I know the people who mean it and those who don't. I couldn't even tell you how it is that I do. But I remember distinctly the first time I heard another "live" person voicing out loud a dark threat/desire, and knowing, deep down to my bones, that it was true.
The funny thing was, we were in a setting that doesn't lend itself to such darkly truthful proclamations, aloud [a work lunchroom, surrounded by passers-by and randomly placed seated people, as well as a group of our friends]. And I knew she knew that, for that precise reason, everyone would take her words as her usual braggadocio and tough "don't mess with this woman" talk. We were all used to it from her before.
But for one, this time her threats were over a subject which I knew she was in no way messing around about; and two, I felt the difference.
Her words were the same - a lot of edge; very fearless, and tough; but I felt it in her tone and read it in her voice, and saw it in her eyes. She wasn't grandstanding, bragging, or boasting. She was serious.
Everyone else at our table laughed. One of my best friends, closer to me, laughed nervously...I noticed. She said "Yeah. You don't really mean that, S.* You're not serious," followed by more nervous giggling. [I'm pretty sure my friend was sensing what I was in her vibe, too, but would not consciously let herself admit it, fully.]
I gave a sidelong look at my friend. My face was dead serious. I let her (and S.) go on. There was more exchange of that nature: S. bragged and proclaimed her intentions, my friend kept eyeballing her, chuckling nervously, and denying that she'd ever follow through with it; that she didn't mean those kind of words.
I just stared back between S. and my friend. Finally, I gave S. a serious stare, met her eye to eye, and keeping my gaze at her, said sideways to my friend: "No. She's serious."
My friend did some more nervous chuckling and psychological denial [she's quite an Enneagram 6], while S. and I locked gazes and exchanged meaning, eye to eye. S. would look at me for a while, but wouldn't maintain solid eye contact after a minute, just going on (with more proclaiming).
Every time my Type 6 friend would try to deny S.'s serious intentions...well, for a few times, after that (maybe twice), I locked gazes with S. and just stated very seriously, again, "No. She means it."
S. would always lock gazes, back.
It was funny. But kind of tingling-excitement-feeling inducing in me, also. Because I knew by the stares and the looks we exchanged that S. really did mean what she was saying, and part of her "stare-but-not-too-long"-back routine was due to her surprise/shock/fascination/discomfort with the fact that I was right under her skin, and knew it [her real feelings/sentiments] for a fact. Without having to doubt, without having to ask.
And,
Staring at them unafraid.
I kind of bet she wondered, if I meant what I said, why it didn't bother me. Why it didn't appear to. I got the vague impression that that bothered her; or unsettled her, somehow. Not because she was grandstanding and it bothered her that I (mistakenly) took it seriously...and not because she wasn't getting the {shocked, scandalized} reaction that she wanted - even if she was serious...but simply because I saw her realness, and...wasn't rattled.

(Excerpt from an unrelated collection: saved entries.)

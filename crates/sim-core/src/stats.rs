//! Per-frame aggregate extraction: compartment occupancy, the imbalance
//! "voltage proxy" traces, and the Goldman-style log-ratio overlay.
//!
//! Particles inside the membrane slab count toward neither compartment.

const EPS: f64 = 1e-3;

#[derive(Clone, Copy, Debug, Default, PartialEq, Eq)]
pub struct SpeciesCounts {
    pub a_left: usize,
    pub a_right: usize,
    pub b_left: usize,
    pub b_right: usize,
}

/// Count particles left of the membrane and right of it for one frame
/// slice of x coordinates.
pub fn compartment_counts(xs: &[f32], left_wall: f64, right_wall: f64) -> (usize, usize) {
    let mut left = 0;
    let mut right = 0;
    for &x in xs {
        let x = f64::from(x);
        if x < left_wall {
            left += 1;
        } else if x > right_wall {
            right += 1;
        }
    }
    (left, right)
}

/// Same split, partitioned by species (type 0 is A, anything else is B).
pub fn species_counts(
    xs: &[f32],
    types: &[u8],
    left_wall: f64,
    right_wall: f64,
) -> SpeciesCounts {
    let mut counts = SpeciesCounts::default();
    for (&x, &ty) in xs.iter().zip(types) {
        let x = f64::from(x);
        if x < left_wall {
            if ty == 0 {
                counts.a_left += 1;
            } else {
                counts.b_left += 1;
            }
        } else if x > right_wall {
            if ty == 0 {
                counts.a_right += 1;
            } else {
                counts.b_right += 1;
            }
        }
    }
    counts
}

/// Signed single-species imbalance: negative when the left compartment
/// dominates.
pub fn voltage_proxy(left: usize, right: usize) -> f64 {
    -(left as f64 - right as f64)
}

/// Permeability-weighted log concentration ratio. `p_a`/`p_b` are the
/// species channel-window widths, floored so a closed channel still yields
/// a finite ratio.
pub fn goldman_log_ratio(p_a: f64, p_b: f64, counts: &SpeciesCounts) -> f64 {
    let p_a = p_a.max(EPS);
    let p_b = p_b.max(EPS);
    let numer = p_a * counts.a_right as f64 + p_b * counts.b_right as f64 + EPS;
    let denom = p_a * counts.a_left as f64 + p_b * counts.b_left as f64 + EPS;
    (numer / denom).ln()
}

#[cfg(test)]
mod tests {
    use super::*;

    #[test]
    fn counts_ignore_particles_inside_the_wall() {
        let xs = [-5.0f32, -1.9, 0.0, 1.9, 5.0];
        let (left, right) = compartment_counts(&xs, -2.0, 2.0);
        assert_eq!(left, 1);
        assert_eq!(right, 1);
    }

    #[test]
    fn voltage_proxy_sign_convention() {
        assert_eq!(voltage_proxy(10, 4), -6.0);
        assert_eq!(voltage_proxy(4, 10), 6.0);
        assert_eq!(voltage_proxy(7, 7), 0.0);
    }

    #[test]
    fn species_counts_partition_by_type() {
        let xs = [-5.0f32, -5.0, 5.0, 5.0, 0.0];
        let types = [0u8, 1, 0, 1, 0];
        let counts = species_counts(&xs, &types, -2.0, 2.0);
        assert_eq!(
            counts,
            SpeciesCounts {
                a_left: 1,
                a_right: 1,
                b_left: 1,
                b_right: 1,
            }
        );
    }

    #[test]
    fn goldman_ratio_balanced_is_zero() {
        let counts = SpeciesCounts {
            a_left: 10,
            a_right: 10,
            b_left: 5,
            b_right: 5,
        };
        assert_eq!(goldman_log_ratio(1.0, 30.0, &counts), 0.0);
    }

    #[test]
    fn goldman_ratio_is_finite_for_empty_compartments() {
        let counts = SpeciesCounts::default();
        assert!(goldman_log_ratio(0.0, 0.0, &counts).is_finite());

        let one_sided = SpeciesCounts {
            a_left: 50,
            ..SpeciesCounts::default()
        };
        let v = goldman_log_ratio(1.0, 1.0, &one_sided);
        assert!(v.is_finite() && v < 0.0);
    }
}
//! Tracing middleware attaching a request-scoped trace identifier.
//!
//! Every request runs inside a [`TraceId`] scope and a `request` span, and
//! every response carries the identifier in its `Trace-Id` header. Error
//! payloads built inside the scope pick the same identifier up.

use std::task::{Context, Poll};

use actix_web::Error;
use actix_web::dev::{Service, ServiceRequest, ServiceResponse, Transform};
use actix_web::http::header::{HeaderName, HeaderValue};
use futures_util::future::{LocalBoxFuture, Ready, ready};
use tracing::{Instrument, debug, error, info_span};

use crate::domain::{TRACE_ID_HEADER, TraceId};

/// Tracing middleware adding a `Trace-Id` header to every response.
///
/// # Examples
/// ```
/// use actix_web::App;
/// use backend::Trace;
///
/// let app = App::new().wrap(Trace);
/// ```
#[derive(Clone)]
pub struct Trace;

impl<S, B> Transform<S, ServiceRequest> for Trace
where
    S: Service<ServiceRequest, Response = ServiceResponse<B>, Error = Error> + 'static,
    S::Future: 'static,
    B: 'static,
{
    type Response = ServiceResponse<B>;
    type Error = Error;
    type InitError = ();
    type Transform = TraceMiddleware<S>;
    type Future = Ready<Result<Self::Transform, Self::InitError>>;

    fn new_transform(&self, service: S) -> Self::Future {
        ready(Ok(TraceMiddleware { service }))
    }
}

/// Service wrapper produced by [`Trace`].
pub struct TraceMiddleware<S> {
    service: S,
}

impl<S, B> Service<ServiceRequest> for TraceMiddleware<S>
where
    S: Service<ServiceRequest, Response = ServiceResponse<B>, Error = Error> + 'static,
    S::Future: 'static,
    B: 'static,
{
    type Response = ServiceResponse<B>;
    type Error = Error;
    type Future = LocalBoxFuture<'static, Result<Self::Response, Self::Error>>;

    fn poll_ready(&self, cx: &mut Context<'_>) -> Poll<Result<(), Self::Error>> {
        self.service.poll_ready(cx)
    }

    fn call(&self, req: ServiceRequest) -> Self::Future {
        let trace_id = TraceId::generate();
        let span = info_span!(
            "request",
            %trace_id,
            method = %req.method(),
            path = %req.path(),
        );
        let fut = span.in_scope(|| self.service.call(req));
        Box::pin(TraceId::scope(
            trace_id,
            async move {
                let mut res = fut.await?;
                match HeaderValue::from_str(&trace_id.to_string()) {
                    Ok(value) => {
                        res.response_mut()
                            .headers_mut()
                            .insert(HeaderName::from_static(TRACE_ID_HEADER), value);
                    }
                    Err(error) => {
                        error!(%error, "failed to encode trace identifier header");
                    }
                }
                debug!(status = res.status().as_u16(), "request completed");
                Ok(res)
            }
            .instrument(span),
        ))
    }
}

(It's funny how it rattles those who are on the edge, like that.)
It made her nervous to be seen, when she thought she usually could count on not being taken seriously. In fact, getting to know her over the course of a couple of years, I kind of think that it was part of her kind of maladapted social pattern, or way. I think that one of the few things that allowed S. to actually take some human solace in relating to other people, and express any of her true/inner self at all, was being able to really express and relate her feelings - out on the edge and frequently extreme as they were - due to counting on the habit people have of poo-pooh'ing that kind of extreme talk, especially when interlaced just right with humor and extreme braggadocio for the sake of shock-humor...as well as the occasional weaving/peppering of lies, with a sly grin, just to play with people.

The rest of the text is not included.